◆ EXERCISE ◆
For this listing, the lines between the one holding "as rich embeds." and the one holding "if let Some(value)", inclusive, must be set down exactly.

◆ PROVIDED RECORDS ◆
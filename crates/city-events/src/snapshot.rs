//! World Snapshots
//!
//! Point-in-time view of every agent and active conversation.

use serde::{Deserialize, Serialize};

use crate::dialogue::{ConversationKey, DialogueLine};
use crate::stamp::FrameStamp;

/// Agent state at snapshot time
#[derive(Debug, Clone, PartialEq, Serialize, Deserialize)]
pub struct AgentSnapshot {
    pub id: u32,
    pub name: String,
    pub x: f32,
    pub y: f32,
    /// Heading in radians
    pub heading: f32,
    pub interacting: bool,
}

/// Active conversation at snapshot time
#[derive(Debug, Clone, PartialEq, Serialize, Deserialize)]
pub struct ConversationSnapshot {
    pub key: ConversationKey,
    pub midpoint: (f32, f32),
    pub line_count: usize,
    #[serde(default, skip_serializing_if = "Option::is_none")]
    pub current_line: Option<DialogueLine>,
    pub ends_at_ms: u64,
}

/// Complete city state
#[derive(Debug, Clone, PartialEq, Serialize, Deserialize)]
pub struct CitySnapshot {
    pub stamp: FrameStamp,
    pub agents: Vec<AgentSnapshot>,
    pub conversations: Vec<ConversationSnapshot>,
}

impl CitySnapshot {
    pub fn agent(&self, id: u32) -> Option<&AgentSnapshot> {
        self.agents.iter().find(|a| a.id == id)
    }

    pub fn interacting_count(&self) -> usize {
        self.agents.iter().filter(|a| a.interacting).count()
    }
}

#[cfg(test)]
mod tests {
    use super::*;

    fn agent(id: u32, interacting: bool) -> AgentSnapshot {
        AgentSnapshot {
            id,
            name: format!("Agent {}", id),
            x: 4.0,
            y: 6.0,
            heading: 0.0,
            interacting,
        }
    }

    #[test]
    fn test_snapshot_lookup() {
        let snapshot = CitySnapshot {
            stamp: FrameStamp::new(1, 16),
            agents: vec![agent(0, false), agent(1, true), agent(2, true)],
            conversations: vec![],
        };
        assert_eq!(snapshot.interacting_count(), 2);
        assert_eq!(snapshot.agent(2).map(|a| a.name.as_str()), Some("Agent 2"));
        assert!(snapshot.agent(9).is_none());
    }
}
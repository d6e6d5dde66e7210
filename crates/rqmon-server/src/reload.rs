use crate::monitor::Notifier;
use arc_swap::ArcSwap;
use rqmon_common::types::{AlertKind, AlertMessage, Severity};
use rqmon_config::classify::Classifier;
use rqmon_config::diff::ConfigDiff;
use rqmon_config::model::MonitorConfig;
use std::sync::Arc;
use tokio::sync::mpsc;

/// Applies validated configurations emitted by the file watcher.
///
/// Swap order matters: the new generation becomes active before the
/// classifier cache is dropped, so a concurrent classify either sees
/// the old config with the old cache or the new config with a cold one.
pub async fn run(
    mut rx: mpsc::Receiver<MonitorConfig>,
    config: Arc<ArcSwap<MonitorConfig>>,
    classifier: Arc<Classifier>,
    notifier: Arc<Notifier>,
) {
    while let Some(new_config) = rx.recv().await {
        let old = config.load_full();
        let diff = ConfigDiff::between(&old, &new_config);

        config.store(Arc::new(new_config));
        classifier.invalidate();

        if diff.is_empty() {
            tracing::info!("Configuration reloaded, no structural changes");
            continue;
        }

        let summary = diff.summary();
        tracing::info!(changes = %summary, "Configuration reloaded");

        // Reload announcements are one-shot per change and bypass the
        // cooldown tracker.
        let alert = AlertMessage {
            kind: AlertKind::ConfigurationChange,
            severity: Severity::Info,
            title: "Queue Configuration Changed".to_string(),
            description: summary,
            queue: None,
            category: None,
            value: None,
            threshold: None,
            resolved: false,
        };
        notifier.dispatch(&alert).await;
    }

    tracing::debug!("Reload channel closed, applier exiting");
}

---

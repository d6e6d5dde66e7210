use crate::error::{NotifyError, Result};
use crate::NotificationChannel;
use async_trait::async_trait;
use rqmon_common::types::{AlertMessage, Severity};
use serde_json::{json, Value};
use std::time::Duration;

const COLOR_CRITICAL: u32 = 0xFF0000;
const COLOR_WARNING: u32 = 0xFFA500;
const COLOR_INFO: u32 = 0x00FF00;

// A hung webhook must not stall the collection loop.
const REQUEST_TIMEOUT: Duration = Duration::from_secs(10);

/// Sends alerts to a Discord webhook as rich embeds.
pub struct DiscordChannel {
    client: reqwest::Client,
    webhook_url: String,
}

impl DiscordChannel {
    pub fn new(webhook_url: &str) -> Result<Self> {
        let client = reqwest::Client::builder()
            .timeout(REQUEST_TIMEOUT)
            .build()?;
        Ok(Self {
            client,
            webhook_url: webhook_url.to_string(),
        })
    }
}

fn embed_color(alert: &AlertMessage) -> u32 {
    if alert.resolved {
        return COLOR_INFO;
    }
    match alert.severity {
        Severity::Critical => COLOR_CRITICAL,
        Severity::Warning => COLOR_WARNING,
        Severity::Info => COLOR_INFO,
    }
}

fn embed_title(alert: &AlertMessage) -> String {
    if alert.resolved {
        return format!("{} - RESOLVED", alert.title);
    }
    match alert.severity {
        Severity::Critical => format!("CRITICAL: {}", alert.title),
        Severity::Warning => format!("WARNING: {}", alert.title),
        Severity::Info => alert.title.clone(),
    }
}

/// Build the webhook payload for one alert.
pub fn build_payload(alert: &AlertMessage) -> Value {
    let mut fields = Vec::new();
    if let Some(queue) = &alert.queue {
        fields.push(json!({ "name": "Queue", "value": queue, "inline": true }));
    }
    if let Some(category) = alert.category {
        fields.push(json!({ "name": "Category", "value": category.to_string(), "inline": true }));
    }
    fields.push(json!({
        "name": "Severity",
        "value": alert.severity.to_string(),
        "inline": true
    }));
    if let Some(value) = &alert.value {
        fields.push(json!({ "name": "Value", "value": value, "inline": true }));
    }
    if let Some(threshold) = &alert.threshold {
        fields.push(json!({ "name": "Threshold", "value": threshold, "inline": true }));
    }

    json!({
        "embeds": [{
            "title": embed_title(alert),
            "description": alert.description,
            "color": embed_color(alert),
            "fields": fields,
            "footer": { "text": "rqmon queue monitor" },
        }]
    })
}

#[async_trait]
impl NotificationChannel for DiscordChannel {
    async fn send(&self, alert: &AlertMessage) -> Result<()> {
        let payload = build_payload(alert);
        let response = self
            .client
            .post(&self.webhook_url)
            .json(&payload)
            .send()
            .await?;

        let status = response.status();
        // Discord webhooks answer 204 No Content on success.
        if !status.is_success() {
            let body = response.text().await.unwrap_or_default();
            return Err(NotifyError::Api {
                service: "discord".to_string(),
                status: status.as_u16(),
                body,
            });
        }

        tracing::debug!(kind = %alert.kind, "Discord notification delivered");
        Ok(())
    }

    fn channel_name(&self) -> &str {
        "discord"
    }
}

◆ ANSWER FOR THIS EXERCISE ◆
/// Sends alerts to a Discord webhook as rich embeds.
pub struct DiscordChannel {
    client: reqwest::Client,
    webhook_url: String,
}

impl DiscordChannel {
    pub fn new(webhook_url: &str) -> Result<Self> {
        let client = reqwest::Client::builder()
            .timeout(REQUEST_TIMEOUT)
            .build()?;
        Ok(Self {
            client,
            webhook_url: webhook_url.to_string(),
        })
    }
}

fn embed_color(alert: &AlertMessage) -> u32 {
    if alert.resolved {
        return COLOR_INFO;
    }
    match alert.severity {
        Severity::Critical => COLOR_CRITICAL,
        Severity::Warning => COLOR_WARNING,
        Severity::Info => COLOR_INFO,
    }
}

fn embed_title(alert: &AlertMessage) -> String {
    if alert.resolved {
        return format!("{} - RESOLVED", alert.title);
    }
    match alert.severity {
        Severity::Critical => format!("CRITICAL: {}", alert.title),
        Severity::Warning => format!("WARNING: {}", alert.title),
        Severity::Info => alert.title.clone(),
    }
}

/// Build the webhook payload for one alert.
pub fn build_payload(alert: &AlertMessage) -> Value {
    let mut fields = Vec::new();
    if let Some(queue) = &alert.queue {
        fields.push(json!({ "name": "Queue", "value": queue, "inline": true }));
    }
    if let Some(category) = alert.category {
        fields.push(json!({ "name": "Category", "value": category.to_string(), "inline": true }));
    }
    fields.push(json!({
        "name": "Severity",
        "value": alert.severity.to_string(),
        "inline": true
    }));
    if let Some(value) = &alert.value {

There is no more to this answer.